Context retrieval: more context is not more accuracy. Pile every Gong call and ticket into one context window, and accuracy slips before it even fills. Context rot. The fix: give the agent just enough, fetched just-in-time, not everything at once. Just-in-time loading, summary compaction, sub-agent isolation, retrieval by identifier, not dumping instructions and hoping.
Skills: build the rubric once, stop re-deriving it every time. Each agent’s rubric was a one-off prompt, wired into a single pipeline, useless to anyone outside that specific workflow. Turning it into a skill changes that on two fronts. First, other skills can build on it instead of re-deriving it: the logic for filtering emails became its own skill, so did ticket triage, and the deal-scoring skill was built to depend on both rather than duplicating either. Second, a person can pick it up directly: a BDR who wants that same qualification check doesn’t need a new agent built for them; they run the skill against their own list.

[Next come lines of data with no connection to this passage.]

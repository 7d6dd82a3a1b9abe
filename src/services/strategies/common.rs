// src/services/strategies/common.rs
use chrono::NaiveDateTime;
use serde::{Serialize, Serializer};
use std::{fmt, str::FromStr};

/// One time-bucketed observation as reported by the exchange.
#[derive(Debug, Clone, Copy, PartialEq, Serialize)]
pub struct Candle {
    /// Exchange-local (KST) bucket start, no offset attached.
    pub timestamp:          NaiveDateTime,
    pub trade_price:        f64,
    /// Cumulative within the bucket.
    pub accumulated_volume: f64,
}

// ─── Market ───────────────────────────────────────────────────────────────

#[derive(Debug, Clone, Copy, PartialEq, Eq, Hash, Serialize)]
pub enum Market {
    #[serde(rename = "KRW-BTC")]
    KrwBtc,
    #[serde(rename = "KRW-ETH")]
    KrwEth,
    #[serde(rename = "KRW-XRP")]
    KrwXrp,
}

impl Market {
    pub const ALL: [Market; 3] = [Market::KrwBtc, Market::KrwEth, Market::KrwXrp];

    pub fn as_str(&self) -> &'static str {
        match self {
            Market::KrwBtc => "KRW-BTC",
            Market::KrwEth => "KRW-ETH",
            Market::KrwXrp => "KRW-XRP",
        }
    }
}

impl fmt::Display for Market {
    fn fmt(&self, f: &mut fmt::Formatter<'_>) -> fmt::Result {
        f.write_str(self.as_str())
    }
}

#[derive(thiserror::Error, Debug, PartialEq)]
#[error("unsupported market '{0}'")]
pub struct UnsupportedMarket(pub String);

impl FromStr for Market {
    type Err = UnsupportedMarket;

    fn from_str(s: &str) -> Result<Self, Self::Err> {
        let wanted = s.trim();
        Market::ALL
            .into_iter()
            .find(|m| m.as_str().eq_ignore_ascii_case(wanted))
            .ok_or_else(|| UnsupportedMarket(s.to_string()))
    }
}

// ─── Candle interval ──────────────────────────────────────────────────────

/// Minute units the candle endpoint accepts.
pub const MINUTE_UNITS: [u16; 8] = [1, 3, 5, 10, 15, 30, 60, 240];

#[derive(Debug, Clone, Copy, PartialEq, Eq)]
pub enum CandleInterval {
    Minutes(u16),
    Days,
    Weeks,
    Months,
}

impl Default for CandleInterval {
    fn default() -> Self {
        CandleInterval::Minutes(30)
    }
}

impl CandleInterval {
    pub fn minutes(unit: u16) -> Option<Self> {
        MINUTE_UNITS
            .contains(&unit)
            .then_some(CandleInterval::Minutes(unit))
    }

    /// Every interval the fetcher supports, shortest first.
    pub fn all() -> Vec<CandleInterval> {
        MINUTE_UNITS
            .iter()
            .map(|&u| CandleInterval::Minutes(u))
            .chain([CandleInterval::Days, CandleInterval::Weeks, CandleInterval::Months])
            .collect()
    }

    /// Path segment below `/v1/candles/`.
    pub fn path(&self) -> String {
        match self {
            CandleInterval::Minutes(u) => format!("minutes/{u}"),
            CandleInterval::Days => "days".into(),
            CandleInterval::Weeks => "weeks".into(),
            CandleInterval::Months => "months".into(),
        }
    }
}

impl fmt::Display for CandleInterval {
    fn fmt(&self, f: &mut fmt::Formatter<'_>) -> fmt::Result {
        match self {
            CandleInterval::Minutes(u) => write!(f, "minute{u}"),
            CandleInterval::Days => f.write_str("days"),
            CandleInterval::Weeks => f.write_str("weeks"),
            CandleInterval::Months => f.write_str("months"),
        }
    }
}

impl Serialize for CandleInterval {
    fn serialize<S: Serializer>(&self, serializer: S) -> Result<S::Ok, S::Error> {
        serializer.collect_str(self)
    }
}

#[derive(thiserror::Error, Debug, PartialEq)]
#[error("unsupported candle interval '{0}'")]
pub struct UnsupportedInterval(pub String);

impl FromStr for CandleInterval {
    type Err = UnsupportedInterval;

    /// Accepts `minute30`, `minutes/30`, `30m`, `day`/`days`, `week`/`weeks`,
    /// `month`/`months`.
    fn from_str(s: &str) -> Result<Self, Self::Err> {
        let raw = s.trim().to_ascii_lowercase();
        let unsupported = || UnsupportedInterval(s.to_string());

        match raw.as_str() {
            "day" | "days" => return Ok(CandleInterval::Days),
            "week" | "weeks" => return Ok(CandleInterval::Weeks),
            "month" | "months" => return Ok(CandleInterval::Months),
            _ => {}
        }

        let unit = raw
            .strip_prefix("minutes/")
            .or_else(|| raw.strip_prefix("minute"))
            .or_else(|| raw.strip_suffix('m'))
            .ok_or_else(unsupported)?;

        unit.parse::<u16>()
            .ok()
            .and_then(CandleInterval::minutes)
            .ok_or_else(unsupported)
    }
}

Evals and traces: how we keep it honest as it evolves. Domain expertise got these agents right on day one, but that knowledge goes stale as the business changes. Evals score every new version against known cases before it ships; traces watch what it actually did in production, catching drift before a rep has to flag it. That’s the difference between good-on-day-one and staying good.
InsightsClaw: insights move from pull to push. Attaching an agent to a meeting was one level; someone still had to show up to the meeting. What if we eliminated that meeting? Claw removes that step: Deal Health and Closed Lost signals now combine into a weekly brief that reaches a rep automatically, no meeting or dashboard required. A rep opens their laptop Monday and it’s already there.
Agents surface evidence; humans make the calls. The judgment, the relationships, and the strategic calls stay with humans, by design.